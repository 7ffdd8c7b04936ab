//! Build and run through the workbench with a recording compiler.

use kiln_core::Project;
use kiln_engine::{BUILD_SUCCEEDED_NO_OUTPUT, BuildSubmission};
use kiln_tools::quote_arg;
use serde_json::Value;

use crate::common::{RecordingLauncher, workbench, write};

#[tokio::test]
async fn build_saves_edits_before_compiling() {
    let dir = tempfile::tempdir().unwrap();
    let main = write(dir.path(), "main.cpp", "int main() {}\n");

    let (mut wb, _wire) = workbench(RecordingLauncher::new("main.cpp:1: warning: meh\n"));
    wb.new_project(dir.path(), "demo");
    wb.project_mut().add_source_file(&main);
    wb.open_file(&main).await.unwrap();
    wb.tabs_mut()
        .current_tab_mut()
        .unwrap()
        .document_mut()
        .insert_text(0, "// edited\n");

    let ticket = wb.build().into_ticket().expect("build should start");
    let report = ticket.wait().await.unwrap();

    assert_eq!(
        std::fs::read_to_string(&main).unwrap(),
        "// edited\nint main() {}\n"
    );
    assert!(!wb.tabs().has_unsaved_changes());
    assert!(report.success);
    assert_eq!(report.output, "main.cpp:1: warning: meh\n");
    assert_eq!(
        wb.build_orchestrator().last_build_output().as_deref(),
        Some("main.cpp:1: warning: meh\n")
    );

    let commands = wb.build_orchestrator().launcher().commands.lock().unwrap().clone();
    assert_eq!(commands.len(), 1);
    assert!(commands[0].starts_with("g++ "));
    assert!(commands[0].contains(&quote_arg(&main)));
    assert!(commands[0].contains(&format!("-o {}", quote_arg(&wb.project().executable_path()))));
}

#[tokio::test]
async fn every_build_sees_the_latest_edits() {
    let dir = tempfile::tempdir().unwrap();
    let main = write(dir.path(), "main.cpp", "int main() {}\n");

    let (mut wb, _wire) = workbench(RecordingLauncher::new(""));
    wb.new_project(dir.path(), "demo");
    wb.project_mut().add_source_file(&main);
    wb.open_file(&main).await.unwrap();

    wb.build().into_ticket().unwrap().wait().await.unwrap();
    assert!(!wb.project().is_dirty());

    wb.tabs_mut()
        .current_tab_mut()
        .unwrap()
        .document_mut()
        .insert_text(0, "// second\n");
    wb.build().into_ticket().unwrap().wait().await.unwrap();

    assert_eq!(
        std::fs::read_to_string(&main).unwrap(),
        "// second\nint main() {}\n"
    );
    assert!(!wb.tabs().has_unsaved_changes());
    assert_eq!(wb.build_orchestrator().launcher().compiles(), 2);
}

#[tokio::test]
async fn build_writes_project_file_in_camel_case() {
    let dir = tempfile::tempdir().unwrap();
    let main = write(dir.path(), "main.cpp", "int main() {}\n");

    let (mut wb, _wire) = workbench(RecordingLauncher::new(""));
    wb.new_project(dir.path(), "demo");
    wb.project_mut().add_source_file(&main);
    wb.project_mut().add_include_dir(dir.path().join("include"));

    let report = wb.build().into_ticket().unwrap().wait().await.unwrap();
    assert_eq!(report.output, BUILD_SUCCEEDED_NO_OUTPUT);

    let path = dir.path().join("demo.kproj.json");
    let json: Value = serde_json::from_str(&std::fs::read_to_string(&path).unwrap()).unwrap();
    assert_eq!(json["name"], "demo");
    assert_eq!(json["compiler"], "gcc");
    assert_eq!(json["sourceFiles"].as_array().unwrap().len(), 1);
    assert_eq!(json["includeDirs"].as_array().unwrap().len(), 1);
    assert!(json.get("projectFilePath").is_some());
    assert!(json.get("source_files").is_none());

    let reopened = Project::open(&path).unwrap();
    assert_eq!(reopened.source_files(), wb.project().source_files());
    assert!(!reopened.is_dirty());
}

#[tokio::test]
async fn second_build_is_rejected_while_first_runs() {
    let dir = tempfile::tempdir().unwrap();
    let main = write(dir.path(), "main.cpp", "int main() {}\n");

    let (mut wb, _wire) = workbench(RecordingLauncher::gated(""));
    wb.new_project(dir.path(), "demo");
    wb.project_mut().add_source_file(&main);

    let first = wb.build().into_ticket().unwrap();
    assert!(wb.build_orchestrator().is_building());
    assert!(matches!(wb.build(), BuildSubmission::AlreadyRunning));

    wb.build_orchestrator().launcher().release();
    first.wait().await.unwrap();
    assert!(!wb.build_orchestrator().is_building());
    assert_eq!(wb.build_orchestrator().launcher().compiles(), 1);

    wb.build_orchestrator().launcher().release();
    let again = wb.build().into_ticket().unwrap();
    again.wait().await.unwrap();
    assert_eq!(wb.build_orchestrator().launcher().compiles(), 2);
}

#[tokio::test]
async fn build_without_project_does_nothing() {
    let (mut wb, _wire) = workbench(RecordingLauncher::new(""));
    assert!(matches!(wb.build(), BuildSubmission::NoProject));
    assert_eq!(wb.build_orchestrator().launcher().compiles(), 0);
}

#[tokio::test]
async fn run_executes_project_target() {
    let dir = tempfile::tempdir().unwrap();
    let (mut wb, _wire) = workbench(RecordingLauncher::new(""));
    wb.new_project(dir.path(), "demo");

    let output = wb.run().await.unwrap();
    assert_eq!(output.text, "Hello from the program\n");
    assert_eq!(
        wb.build_orchestrator().last_console_output().as_deref(),
        Some("Hello from the program\n")
    );
    let programs = wb.build_orchestrator().launcher().programs.lock().unwrap().clone();
    assert_eq!(programs, vec![wb.project().executable_path()]);
}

- - - -

- ASSIGNMENT:
What is needed here is an exact transcription of the records above.

- OUTPUT OF THE EXERCISE:
repository 7ffdd8c7b04936ab
//! Build and run through the workbench with a recording compiler.

use kiln_core::Project;
use kiln_engine::{BUILD_SUCCEEDED_NO_OUTPUT, BuildSubmission};
use kiln_tools::quote_arg;
use serde_json::Value;

use crate::common::{RecordingLauncher, workbench, write};

#[tokio::test]
async fn build_saves_edits_before_compiling() {
    let dir = tempfile::tempdir().unwrap();
    let main = write(dir.path(), "main.cpp", "int main() {}\n");

    let (mut wb, _wire) = workbench(RecordingLauncher::new("main.cpp:1: warning: meh\n"));
    wb.new_project(dir.path(), "demo");
    wb.project_mut().add_source_file(&main);
    wb.open_file(&main).await.unwrap();
    wb.tabs_mut()
        .current_tab_mut()
        .unwrap()
        .document_mut()
        .insert_text(0, "// edited\n");

    let ticket = wb.build().into_ticket().expect("build should start");
    let report = ticket.wait().await.unwrap();

    assert_eq!(
        std::fs::read_to_string(&main).unwrap(),
        "// edited\nint main() {}\n"
    );
    assert!(!wb.tabs().has_unsaved_changes());
    assert!(report.success);
    assert_eq!(report.output, "main.cpp:1: warning: meh\n");
    assert_eq!(
        wb.build_orchestrator().last_build_output().as_deref(),
        Some("main.cpp:1: warning: meh\n")
    );

    let commands = wb.build_orchestrator().launcher().commands.lock().unwrap().clone();
    assert_eq!(commands.len(), 1);
    assert!(commands[0].starts_with("g++ "));
    assert!(commands[0].contains(&quote_arg(&main)));
    assert!(commands[0].contains(&format!("-o {}", quote_arg(&wb.project().executable_path()))));
}

#[tokio::test]
async fn every_build_sees_the_latest_edits() {
    let dir = tempfile::tempdir().unwrap();
    let main = write(dir.path(), "main.cpp", "int main() {}\n");

    let (mut wb, _wire) = workbench(RecordingLauncher::new(""));
    wb.new_project(dir.path(), "demo");
    wb.project_mut().add_source_file(&main);
    wb.open_file(&main).await.unwrap();

    wb.build().into_ticket().unwrap().wait().await.unwrap();
    assert!(!wb.project().is_dirty());

    wb.tabs_mut()
        .current_tab_mut()
        .unwrap()
        .document_mut()
        .insert_text(0, "// second\n");
    wb.build().into_ticket().unwrap().wait().await.unwrap();

    assert_eq!(
        std::fs::read_to_string(&main).unwrap(),
        "// second\nint main() {}\n"
    );
    assert!(!wb.tabs().has_unsaved_changes());
    assert_eq!(wb.build_orchestrator().launcher().compiles(), 2);
}

#[tokio::test]
async fn build_writes_project_file_in_camel_case() {
    let dir = tempfile::tempdir().unwrap();
    let main = write(dir.path(), "main.cpp", "int main() {}\n");

    let (mut wb, _wire) = workbench(RecordingLauncher::new(""));
    wb.new_project(dir.path(), "demo");
    wb.project_mut().add_source_file(&main);
    wb.project_mut().add_include_dir(dir.path().join("include"));

    let report = wb.build().into_ticket().unwrap().wait().await.unwrap();
    assert_eq!(report.output, BUILD_SUCCEEDED_NO_OUTPUT);

    let path = dir.path().join("demo.kproj.json");
    let json: Value = serde_json::from_str(&std::fs::read_to_string(&path).unwrap()).unwrap();
    assert_eq!(json["name"], "demo");
    assert_eq!(json["compiler"], "gcc");
    assert_eq!(json["sourceFiles"].as_array().unwrap().len(), 1);
    assert_eq!(json["includeDirs"].as_array().unwrap().len(), 1);
    assert!(json.get("projectFilePath").is_some());
    assert!(json.get("source_files").is_none());

    let reopened = Project::open(&path).unwrap();
    assert_eq!(reopened.source_files(), wb.project().source_files());
    assert!(!reopened.is_dirty());
}

#[tokio::test]
async fn second_build_is_rejected_while_first_runs() {
    let dir = tempfile::tempdir().unwrap();
    let main = write(dir.path(), "main.cpp", "int main() {}\n");

    let (mut wb, _wire) = workbench(RecordingLauncher::gated(""));
    wb.new_project(dir.path(), "demo");
    wb.project_mut().add_source_file(&main);

    let first = wb.build().into_ticket().unwrap();
    assert!(wb.build_orchestrator().is_building());
    assert!(matches!(wb.build(), BuildSubmission::AlreadyRunning));

    wb.build_orchestrator().launcher().release();
    first.wait().await.unwrap();
    assert!(!wb.build_orchestrator().is_building());
    assert_eq!(wb.build_orchestrator().launcher().compiles(), 1);

    wb.build_orchestrator().launcher().release();
    let again = wb.build().into_ticket().unwrap();
    again.wait().await.unwrap();
    assert_eq!(wb.build_orchestrator().launcher().compiles(), 2);
}

#[tokio::test]
async fn build_without_project_does_nothing() {
    let (mut wb, _wire) = workbench(RecordingLauncher::new(""));
    assert!(matches!(wb.build(), BuildSubmission::NoProject));
    assert_eq!(wb.build_orchestrator().launcher().compiles(), 0);
}

#[tokio::test]
async fn run_executes_project_target() {
    let dir = tempfile::tempdir().unwrap();
    let (mut wb, _wire) = workbench(RecordingLauncher::new(""));
    wb.new_project(dir.path(), "demo");

    let output = wb.run().await.unwrap();
    assert_eq!(output.text, "Hello from the program\n");
    assert_eq!(
        wb.build_orchestrator().last_console_output().as_deref(),
        Some("Hello from the program\n")
    );
    let programs = wb.build_orchestrator().launcher().programs.lock().unwrap().clone();
    assert_eq!(programs, vec![wb.project().executable_path()]);
}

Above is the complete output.